Why do people riot? Do tighter social boundaries govern the ‘right time’ to become a mother more than they do the ‘right time’ to become a father? How is consumption produced, and is there a global consumer culture? How is the internet changing power relations and dynamics between patients, publics and professionals inside and outside the health care arena? What role has media played in structuring knowledge and power in modern society? Does science need public relations?
Central to how we practice Sociology at Warwick is our interest in developing pioneering ways of understanding the relationship between the individual and society. You will be encouraged to develop a ‘Sociological Imagination’. This means not only exploring the patterns, ideas and findings of Sociology in books and articles, but learning to think as an active sociologist.
Your core learning will provide you with the strongest possible base to understand how society and people have changed over time whilst also learning how the subject itself has grown and built. You’ll learn how new techniques, perspectives and traditions have developed on the knowledge of those before them, and learn to think critically yourself about them. You’ll understand ideologies, technologies and issues that have directly affected society and behaviour, and how people themselves have changed over time. Material will cover countries and societies across the world, looking at these comparatively and the interactions between countries and the global society.

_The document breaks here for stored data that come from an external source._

#![allow(dead_code)]
use hickory_proto::op::{Message, MessageType, OpCode, Query};
use hickory_proto::rr::{DNSClass, Name, RData, RecordType};
use hickory_proto::serialize::binary::{BinEncodable, BinEncoder};
use std::net::IpAddr;
use std::str::FromStr;

/// Wire-format query with a single question.
pub fn build_query(id: u16, name: &str, record_type: RecordType) -> Vec<u8> {
    build_query_with_opcode(id, name, record_type, OpCode::Query)
}

pub fn build_query_with_opcode(
    id: u16,
    name: &str,
    record_type: RecordType,
    op_code: OpCode,
) -> Vec<u8> {
    let mut query = Query::new();
    query.set_name(Name::from_str(name).unwrap());
    query.set_query_type(record_type);
    query.set_query_class(DNSClass::IN);

    let mut message = Message::new(id, MessageType::Query, op_code);
    message.set_recursion_desired(true);
    message.add_query(query);
    encode(&message)
}

pub fn build_multi_query(id: u16, questions: &[(&str, RecordType)]) -> Vec<u8> {
    let mut message = Message::new(id, MessageType::Query, OpCode::Query);
    message.set_recursion_desired(true);
    for (name, record_type) in questions {
        let mut query = Query::new();
        query.set_name(Name::from_str(name).unwrap());
        query.set_query_type(*record_type);
        query.set_query_class(DNSClass::IN);
        message.add_query(query);
    }
    encode(&message)
}

pub fn encode(message: &Message) -> Vec<u8> {
    let mut buf = Vec::with_capacity(512);
    let mut encoder = BinEncoder::new(&mut buf);
    message.emit(&mut encoder).unwrap();
    buf
}

pub fn decode(bytes: &[u8]) -> Message {
    Message::from_vec(bytes).unwrap()
}

/// A / AAAA addresses in the answer section.
pub fn answer_ips(message: &Message) -> Vec<IpAddr> {
    message
        .answers()
        .iter()
        .filter_map(|record| match record.data() {
            RData::A(a) => Some(IpAddr::V4(a.0)),
            RData::AAAA(aaaa) => Some(IpAddr::V6(aaaa.0)),
            _ => None,
        })
        .collect()
}

/// Append an EDNS(0) OPT record with the DO bit set and bump ARCOUNT.
pub fn with_dnssec_ok(mut query: Vec<u8>) -> Vec<u8> {
    let arcount = u16::from_be_bytes([query[10], query[11]]) + 1;
    query[10..12].copy_from_slice(&arcount.to_be_bytes());
    query.extend_from_slice(&[
        0x00, // root owner name
        0x00, 0x29, // type OPT
        0x10, 0x00, // UDP payload size 4096
        0x00, 0x00, 0x80, 0x00, // extended rcode, version, DO flag
        0x00, 0x00, // no options
    ]);
    query
}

You’ll learn about the social analysis through which sociology developed as a subject, and the further techniques and methodologies now available to us today. In applying these for yourself, you will build and gain the skills to undertake your own research. You will become ‘research minded’, critical and involved; and you will be guided and inspired by academics who are energetic, forward-looking and passionate as researchers, sociologists and teachers.

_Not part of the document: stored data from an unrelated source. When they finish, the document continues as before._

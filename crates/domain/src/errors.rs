use thiserror::Error;

#[derive(Error, Debug, Clone, PartialEq, Eq)]
pub enum DomainError {
    #[error("Invalid domain name: {0}")]
    InvalidDomainName(String),

    #[error("Invalid IP address: {0}")]
    InvalidIpAddress(String),

    #[error("Blocklist source not found: {0}")]
    SourceNotFound(String),

    #[error("Local record not found: {0}")]
    LocalRecordNotFound(String),

    #[error("Cache directory {path} unavailable: {reason}")]
    CacheDirUnavailable { path: String, reason: String },

    #[error("Invalid DNS message: {0}")]
    InvalidDnsMessage(String),

    #[error("Timeout waiting for {server}")]
    TransportTimeout { server: String },

    #[error("Transport error talking to {server}: {reason}")]
    Transport { server: String, reason: String },

    #[error("Configuration error: {0}")]
    Config(String),

    #[error("System DNS configuration failed: {0}")]
    SystemDns(String),

    #[error("I/O error: {0}")]
    IoError(String),
}
pub mod forwarder;
pub mod message_builder;
pub mod upstream;

pub use forwarder::UdpForwarder;
pub use message_builder::MessageBuilder;
pub use upstream::{parse_resolv_conf, resolve_upstream};
pub mod dns;

pub use dns::bind_dns_server;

From the outset, you’ll be able to choose options from a range of specialist topics. This will allow you to develop a feel and understanding for how different fields approach important sociological questions at large. First year topics such as the media, gender, race, and the building of identity allow you to gauge your interests in these areas and build a base for more in-depth material in later years. These later years of study are tailored by you and consist of: core research modules; a dissertation chosen by you in discussion with your supervisor; and a choice of specialist module options.
Develop and follow your interests through modules such as: Crime and Society; Commercial Cultures in Global Capitalism; Race, Resistance and Modernity; Transnationalism and New Media; Educational Inequalities; and Sociology of Health and Medicine.

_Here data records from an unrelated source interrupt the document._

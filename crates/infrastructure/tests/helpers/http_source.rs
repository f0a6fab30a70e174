#![allow(dead_code)]
use axum::extract::{Path, State};
use axum::http::StatusCode;
use axum::routing::get;
use axum::Router;
use std::collections::HashMap;
use std::net::SocketAddr;
use std::sync::atomic::{AtomicUsize, Ordering};
use std::sync::{Arc, Mutex};

#[derive(Default)]
struct ListState {
    bodies: Mutex<HashMap<String, String>>,
    hits: AtomicUsize,
}

/// In-process HTTP server serving blocklist bodies under `/<name>`.
/// Unknown names answer 404.
pub struct MockListServer {
    addr: SocketAddr,
    state: Arc<ListState>,
    task: tokio::task::JoinHandle<()>,
}

impl MockListServer {
    pub async fn start() -> Self {
        let state = Arc::new(ListState::default());
        let app = Router::new()
            .route("/{name}", get(serve_list))
            .with_state(Arc::clone(&state));

        let listener = tokio::net::TcpListener::bind("127.0.0.1:0").await.unwrap();
        let addr = listener.local_addr().unwrap();
        let task = tokio::spawn(async move {
            let _ = axum::serve(listener, app).await;
        });

        Self { addr, state, task }
    }

    pub fn set_list(&self, name: &str, body: &str) {
        self.state
            .bodies
            .lock()
            .unwrap()
            .insert(name.to_string(), body.to_string());
    }

    pub fn remove_list(&self, name: &str) {
        self.state.bodies.lock().unwrap().remove(name);
    }

    pub fn url(&self, name: &str) -> String {
        format!("http://{}/{}", self.addr, name)
    }

    pub fn hits(&self) -> usize {
        self.state.hits.load(Ordering::SeqCst)
    }
}

impl Drop for MockListServer {
    fn drop(&mut self) {
        self.task.abort();
    }
}

async fn serve_list(
    State(state): State<Arc<ListState>>,
    Path(name): Path<String>,
) -> (StatusCode, String) {
    state.hits.fetch_add(1, Ordering::SeqCst);
    match state.bodies.lock().unwrap().get(&name) {
        Some(body) => (StatusCode::OK, body.clone()),
        None => (StatusCode::NOT_FOUND, String::new()),
    }
}

/// TCP endpoint that accepts connections and never sends a byte back.
pub struct HangingListServer {
    addr: SocketAddr,
    task: tokio::task::JoinHandle<()>,
}

impl HangingListServer {
    pub async fn start() -> Self {
        let listener = tokio::net::TcpListener::bind("127.0.0.1:0").await.unwrap();
        let addr = listener.local_addr().unwrap();
        let task = tokio::spawn(async move {
            let mut held = Vec::new();
            while let Ok((stream, _)) = listener.accept().await {
                held.push(stream);
            }
        });

        Self { addr, task }
    }

    pub fn url(&self, name: &str) -> String {
        format!("http://{}/{}", self.addr, name)
    }
}

impl Drop for HangingListServer {
    fn drop(&mut self) {
        self.task.abort();
    }
}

You can follow one of the specialisms in the below list, or develop a varied portfolio across specialist options:
- Social and Political Thought
- Technologies and Markets
- Social Inequalities and Public Policy
- Race and Global Politics
- Research Methods
- Gender Studies
You select these once you are already here and studying by following a pathway of optional modules and completing a dissertation in the relevant area. You will then receive a degree certificate awarded with the relevant specialism. Selections of specialisms are confirmed at the beginning of your third year, so you can try a number of topics before choosing this route.
If you do decide to follow a specialism, you’ll still have room to choose modules outside of your specialist pathway. You might try a module from within a specialism pathway alongside other choices in years one and two. This way you can keep your options open, and find out which areas you enjoy before you finalise your decision of whether or not to take a specialism.
The student experience
"As I hadn't studied Sociology at A Level I was especially apprehensive about beginning the course. The lecturers are aware that Sociology is a new topic for some and the readings set are given to introduce topics and challenge you."